Strings sind immutable (unveränderbar). Du bekommst bei replace also ein neues String Objekt zurück.
Versuche es mit:
zeile = zeile.replace...


----------



## ARadauer (7. Mrz 2012)

> string.replace funktioniert nicht


doch ;-) du verwendest es falsch... naja is ein häufiger anfänger fehler... denk dir nix.

Strings sind in java nicht veränderbar. replace verändert den string nicht, sondern gibt das neue ergebnis zurück ...
zeile = zeile.replace("@KnotenAnzahl = ", "");


----------



## bone2 (7. Mrz 2012)

die bösen strings in java, die so tun als wären sie echte objekte, es irgendwie aber nicht sind 
einfach nochmal das string kapitel im lehrbuch angucken


bzw:
Galileo Computing :: Java ist auch eine Insel – 4.2 Strings und deren Anwendung


----------



## SlaterB (7. Mrz 2012)

unveränderliche Objekte, die bei Methoden eine (veränderte) Kopie zurückgeben, 
sind aber je nach Programmiersichtweise alles andere als 'böse', sondern erfreulicher Vorteil,

BigDecimal etwa reagiert genauso, darauf sollte man schon bewußt achten


----------



## bygones (7. Mrz 2012)

vor allem warum sind sie keine echten objekte ?!


----------



## hüteüberhüte (7. Mrz 2012)

...es sind schon Objekte, die aber keine Methoden beinhalten, die deren Attribute ändern.
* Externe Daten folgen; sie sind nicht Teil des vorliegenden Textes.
//! SliceVis: 3-D composite contour-slice frames from ocean model output
//!
//! Ocean model runs write 2-D slices of each field (xy, xz, yz planes) into
//! HDF5-based containers (`.h5`, `.jld2`), one dataset per timestep. SliceVis
//! indexes the timesteps across many such files and renders each one as a
//! single picture: three filled-contour faces on the sides of the domain's
//! bounding box, a shared colour bar, and a time title.
//!
//! ## Key Features
//!
//! - **Snapshot index**: natural ordering of files, ascending timesteps per file
//! - **Composite renderer**: orthographic 3-D view, filled contour bands, PNG output
//! - **Parallel batches**: every timestep rendered on Rayon, failures isolated per frame
//! - **Pluggable sources**: anything implementing [`SnapshotReader`] can be rendered
//!
//! ## Module Organization
//!
//! - [`data_source`]: container layout, the [`SnapshotReader`] trait, halo trimming
//! - [`hdf5_io`]: HDF5/JLD2 reader and writer
//! - [`memory_source`]: in-memory containers for tests and synthetic frames
//! - [`timeline`]: snapshot index builder
//! - [`render`]: contour levels, colormaps, projection and figure composition
//! - [`parallel`]: thread pool configuration and batch rendering
//! - [`config`]: JSON render configuration
//! - [`errors`]: centralized error handling
//!
//! ## Usage Example
//!
//! ```rust,no_run
//! use slice_vis::prelude::*;
//! use std::path::Path;
//!
//! let timeline = build_timeline(&["run_part1.jld2", "run_part2.jld2"]).unwrap();
//! let last = timeline.last().unwrap();
//!
//! let session = RenderSession::default();
//! session
//!     .render(&last.source, last.index, Path::new("frame.png"), &RenderParameters::default())
//!     .unwrap();
//! ```

// Core modules
pub mod config;
pub mod data_source;
pub mod errors;
pub mod hdf5_io;
pub mod memory_source;
pub mod parallel;
pub mod render;
pub mod timeline;
pub mod utils;

// Command-line surface, shared with the binary
pub mod cli;

// Direct re-exports for the public API
pub use data_source::{GridSpec, SlicePlane, SliceTriple, SnapshotReader, SnapshotSummary};
pub use errors::{Result, SliceVisError};
pub use render::{format_title, render, RenderParameters, RenderSession};
pub use timeline::{build_timeline, Timeline, TimestepRecord};

// High-level convenience API
pub mod prelude {
    //! Commonly used imports for convenience
    pub use crate::config::RenderConfig;
    pub use crate::data_source::{GridSpec, SlicePlane, SnapshotReader};
    pub use crate::errors::{Result, SliceVisError};
    pub use crate::hdf5_io::Hdf5Snapshot;
    pub use crate::memory_source::MemorySnapshot;
    pub use crate::parallel::{render_timeline, BatchReport, ParallelConfig};
    pub use crate::render::canvas::Theme;
    pub use crate::render::levels::ColorbarTicks;
    pub use crate::render::{RenderParameters, RenderSession};
    pub use crate::timeline::{build_timeline, Timeline, TimestepRecord};
}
Außerdem noch ist die Klasse final und damit nicht erwiterbar


----------



## bone2 (7. Mrz 2012)

bygones hat gesagt.:


> vor allem warum sind sie keine echten objekte ?!
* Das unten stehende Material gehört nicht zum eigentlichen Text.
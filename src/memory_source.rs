//! In-memory snapshot container
//!
//! Holds the same path layout as an on-disk container, so synthetic frames and
//! test fixtures go through exactly the same [`SnapshotReader`] code paths.

use crate::data_source::{time_path, GridSpec, SlicePlane, SnapshotReader};
use crate::errors::{Result, SliceVisError};
use ndarray::Array2;
use std::collections::BTreeMap;
use std::path::{Path, PathBuf};

#[derive(Debug, Clone)]
pub struct MemorySnapshot {
    name: PathBuf,
    grid: GridSpec,
    times: BTreeMap<String, f64>,
    slices: BTreeMap<String, Array2<f64>>,
}

impl MemorySnapshot {
    /// Create an empty container; `name` stands in for the file path in logs and errors.
    pub fn new(name: impl Into<PathBuf>, grid: GridSpec) -> Self {
        Self {
            name: name.into(),
            grid,
            times: BTreeMap::new(),
            slices: BTreeMap::new(),
        }
    }

    pub fn grid(&self) -> GridSpec {
        self.grid
    }

    /// Register a timestep and its simulation time in seconds
    pub fn insert_time(&mut self, index: u64, t: f64) {
        self.times.insert(index.to_string(), t);
    }

    /// Register a raw key under `timeseries/t`, valid or not
    pub fn insert_time_key(&mut self, key: impl Into<String>, t: f64) {
        self.times.insert(key.into(), t);
    }

    /// Store an untrimmed slice array (halo included)
    pub fn insert_slice(&mut self, field: &str, plane: SlicePlane, index: u64, raw: Array2<f64>) {
        self.slices.insert(plane.dataset_path(field, index), raw);
    }

    /// Store all three planes of `field` with a constant interior and a zero halo
    pub fn insert_constant_field(&mut self, field: &str, index: u64, value: f64) {
        self.insert_field_with(field, index, |_, _, _| value);
    }

    /// Store all three planes of `field`, evaluating `f(plane, i, j)` on interior cells.
    ///
    /// `i` and `j` are interior indices along the plane's first and second axis;
    /// halo cells are zero.
    pub fn insert_field_with<F>(&mut self, field: &str, index: u64, f: F)
    where
        F: Fn(SlicePlane, usize, usize) -> f64,
    {
        for plane in SlicePlane::ALL {
            let (n1, n2) = plane.interior_shape(&self.grid);
            let raw = Array2::from_shape_fn((n1 + 2, n2 + 2), |(a, b)| {
                if a == 0 || b == 0 || a == n1 + 1 || b == n2 + 1 {
                    0.0
                } else {
                    f(plane, a - 1, b - 1)
                }
            });
            self.insert_slice(field, plane, index, raw);
        }
    }

    /// `timeseries/t` keys and times, in key order
    pub fn time_entries(&self) -> impl Iterator<Item = (&String, &f64)> {
        self.times.iter()
    }

    /// Slice dataset paths and raw arrays, in path order
    pub fn slice_entries(&self) -> impl Iterator<Item = (&String, &Array2<f64>)> {
        self.slices.iter()
    }
}

impl SnapshotReader for MemorySnapshot {
    fn source(&self) -> &Path {
        &self.name
    }

    fn timestep_keys(&self) -> Result<Vec<String>> {
        Ok(self.times.keys().cloned().collect())
    }

    fn time(&self, index: u64) -> Result<f64> {
        self.times
            .get(&index.to_string())
            .copied()
            .ok_or_else(|| SliceVisError::missing_key(&self.name, time_path(index)))
    }

    fn grid(&self) -> Result<GridSpec> {
        Ok(self.grid)
    }

    fn raw_slice(&self, field: &str, plane: SlicePlane, index: u64) -> Result<Array2<f64>> {
        let key = plane.dataset_path(field, index);
        self.slices
            .get(&key)
            .cloned()
            .ok_or_else(|| SliceVisError::missing_key(&self.name, key))
    }
}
hab ich so nicht geschrieben



SlaterB hat gesagt.:


> sondern erfreulicher Vorteil,


exakt, glaube der smiley kam nicht so an wie gedacht...

man muss einfach wissen, das sich ein string in ein paar punkten vom durchschnittsobjekt unterscheidet
alles nachzulesen in der insel s.o.


----------



## SlaterB (7. Mrz 2012)

> hab ich so nicht geschrieben

"die so tun als wären sie echte objekte, es irgendwie aber nicht sind " == "sind keine echten objekte"
doch


----------



## bone2 (7. Mrz 2012)

>.> ach man
kanns nich mehr editieren um es so zu formulieren, das alle glücklich sind

was gemeint war ist doch wohl offensichtlich und der insel link korrigiert sowieso was auch immer ich vorher schreibe!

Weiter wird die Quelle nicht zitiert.